Saved entries:
╭──
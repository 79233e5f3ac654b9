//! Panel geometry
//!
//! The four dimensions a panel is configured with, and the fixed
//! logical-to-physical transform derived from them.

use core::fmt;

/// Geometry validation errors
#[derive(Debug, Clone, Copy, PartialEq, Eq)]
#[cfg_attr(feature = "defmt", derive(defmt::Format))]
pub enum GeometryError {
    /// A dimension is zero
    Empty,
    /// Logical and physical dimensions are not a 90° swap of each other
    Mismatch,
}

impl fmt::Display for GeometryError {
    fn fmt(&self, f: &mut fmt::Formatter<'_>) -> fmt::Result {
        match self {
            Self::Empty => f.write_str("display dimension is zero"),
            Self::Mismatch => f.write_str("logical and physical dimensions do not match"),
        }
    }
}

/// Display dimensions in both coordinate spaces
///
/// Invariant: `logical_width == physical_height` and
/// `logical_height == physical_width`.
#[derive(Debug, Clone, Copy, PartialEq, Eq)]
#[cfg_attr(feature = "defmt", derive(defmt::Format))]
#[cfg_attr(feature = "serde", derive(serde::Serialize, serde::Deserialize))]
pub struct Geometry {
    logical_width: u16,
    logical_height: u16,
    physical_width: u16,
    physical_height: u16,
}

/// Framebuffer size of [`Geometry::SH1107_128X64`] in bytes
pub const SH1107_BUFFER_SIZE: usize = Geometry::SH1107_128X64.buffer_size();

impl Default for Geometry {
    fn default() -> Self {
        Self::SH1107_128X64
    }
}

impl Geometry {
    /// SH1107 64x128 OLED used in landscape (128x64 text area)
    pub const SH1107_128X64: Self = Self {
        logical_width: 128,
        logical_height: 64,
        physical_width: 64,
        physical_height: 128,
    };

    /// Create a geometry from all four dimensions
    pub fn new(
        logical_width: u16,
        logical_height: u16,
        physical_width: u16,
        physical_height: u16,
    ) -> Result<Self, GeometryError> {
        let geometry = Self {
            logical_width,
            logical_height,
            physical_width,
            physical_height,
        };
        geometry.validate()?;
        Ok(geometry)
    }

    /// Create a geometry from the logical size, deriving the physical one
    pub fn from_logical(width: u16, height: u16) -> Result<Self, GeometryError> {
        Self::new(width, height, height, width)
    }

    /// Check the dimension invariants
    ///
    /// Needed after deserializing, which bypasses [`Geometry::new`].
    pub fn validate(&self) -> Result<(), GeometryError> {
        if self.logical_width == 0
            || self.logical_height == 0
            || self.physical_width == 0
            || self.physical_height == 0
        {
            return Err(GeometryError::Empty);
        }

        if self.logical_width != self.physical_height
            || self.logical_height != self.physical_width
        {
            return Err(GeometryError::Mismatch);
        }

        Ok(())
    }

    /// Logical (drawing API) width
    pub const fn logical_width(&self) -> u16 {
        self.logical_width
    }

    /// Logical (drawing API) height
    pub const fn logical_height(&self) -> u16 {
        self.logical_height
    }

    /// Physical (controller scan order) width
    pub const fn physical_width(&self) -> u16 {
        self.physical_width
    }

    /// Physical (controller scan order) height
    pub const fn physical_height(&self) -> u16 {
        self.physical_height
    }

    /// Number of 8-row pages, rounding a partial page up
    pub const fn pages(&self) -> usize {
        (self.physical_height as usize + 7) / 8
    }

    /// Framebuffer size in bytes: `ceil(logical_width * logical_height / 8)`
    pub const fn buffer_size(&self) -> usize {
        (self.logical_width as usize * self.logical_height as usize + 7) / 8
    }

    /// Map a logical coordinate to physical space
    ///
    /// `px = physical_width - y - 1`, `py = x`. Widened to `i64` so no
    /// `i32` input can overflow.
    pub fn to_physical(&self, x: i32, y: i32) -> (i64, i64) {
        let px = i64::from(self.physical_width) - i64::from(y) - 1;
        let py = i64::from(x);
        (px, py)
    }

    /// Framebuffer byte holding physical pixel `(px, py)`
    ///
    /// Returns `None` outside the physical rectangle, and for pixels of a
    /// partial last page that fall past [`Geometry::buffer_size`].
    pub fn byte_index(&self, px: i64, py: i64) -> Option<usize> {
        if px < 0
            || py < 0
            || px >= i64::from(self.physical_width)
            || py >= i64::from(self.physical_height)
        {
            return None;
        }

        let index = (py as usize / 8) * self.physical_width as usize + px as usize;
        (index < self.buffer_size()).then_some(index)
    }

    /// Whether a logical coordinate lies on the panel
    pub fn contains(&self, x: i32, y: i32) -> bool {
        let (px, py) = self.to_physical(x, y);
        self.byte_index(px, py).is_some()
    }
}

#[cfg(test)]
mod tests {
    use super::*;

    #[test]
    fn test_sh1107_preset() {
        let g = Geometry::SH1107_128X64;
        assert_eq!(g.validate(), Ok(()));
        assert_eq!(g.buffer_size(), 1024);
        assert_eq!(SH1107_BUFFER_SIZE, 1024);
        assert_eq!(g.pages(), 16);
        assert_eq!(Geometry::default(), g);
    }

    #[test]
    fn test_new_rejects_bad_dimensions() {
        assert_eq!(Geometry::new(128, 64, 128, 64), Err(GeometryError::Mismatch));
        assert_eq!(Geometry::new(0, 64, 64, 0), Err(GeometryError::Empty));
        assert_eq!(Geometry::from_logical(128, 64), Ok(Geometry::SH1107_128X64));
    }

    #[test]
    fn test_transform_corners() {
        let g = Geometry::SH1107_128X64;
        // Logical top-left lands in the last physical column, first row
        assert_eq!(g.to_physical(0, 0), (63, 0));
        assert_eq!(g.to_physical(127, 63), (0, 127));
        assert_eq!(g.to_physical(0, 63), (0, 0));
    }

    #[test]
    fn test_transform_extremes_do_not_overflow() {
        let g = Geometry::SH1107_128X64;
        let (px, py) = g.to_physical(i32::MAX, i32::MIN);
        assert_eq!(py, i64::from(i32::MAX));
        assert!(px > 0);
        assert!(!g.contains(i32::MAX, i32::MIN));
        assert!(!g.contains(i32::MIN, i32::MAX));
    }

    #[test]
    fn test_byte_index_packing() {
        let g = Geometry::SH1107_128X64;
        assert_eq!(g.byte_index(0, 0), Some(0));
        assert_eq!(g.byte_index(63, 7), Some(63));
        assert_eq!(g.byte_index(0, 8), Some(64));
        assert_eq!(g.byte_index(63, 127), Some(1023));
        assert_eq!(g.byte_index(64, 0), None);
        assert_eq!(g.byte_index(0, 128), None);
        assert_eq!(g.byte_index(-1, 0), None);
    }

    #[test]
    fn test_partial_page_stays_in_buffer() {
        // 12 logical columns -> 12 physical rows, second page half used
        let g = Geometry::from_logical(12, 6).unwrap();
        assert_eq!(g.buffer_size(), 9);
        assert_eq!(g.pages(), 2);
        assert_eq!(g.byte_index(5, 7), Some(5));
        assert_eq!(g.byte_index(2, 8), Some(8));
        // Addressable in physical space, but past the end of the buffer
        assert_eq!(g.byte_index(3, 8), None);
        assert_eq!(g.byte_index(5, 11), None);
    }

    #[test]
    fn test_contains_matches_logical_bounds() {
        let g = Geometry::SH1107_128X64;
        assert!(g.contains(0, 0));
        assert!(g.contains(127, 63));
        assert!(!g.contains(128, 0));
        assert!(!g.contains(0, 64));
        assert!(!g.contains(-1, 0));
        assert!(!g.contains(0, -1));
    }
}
╰──
◆ **PROBLEM**: Check the entries above line by line and return each one containing the word "past".

◆ **EXERCISE ANSWER**:
    /// partial last page that fall past [`Geometry::buffer_size`].
        // Addressable in physical space, but past the end of the buffer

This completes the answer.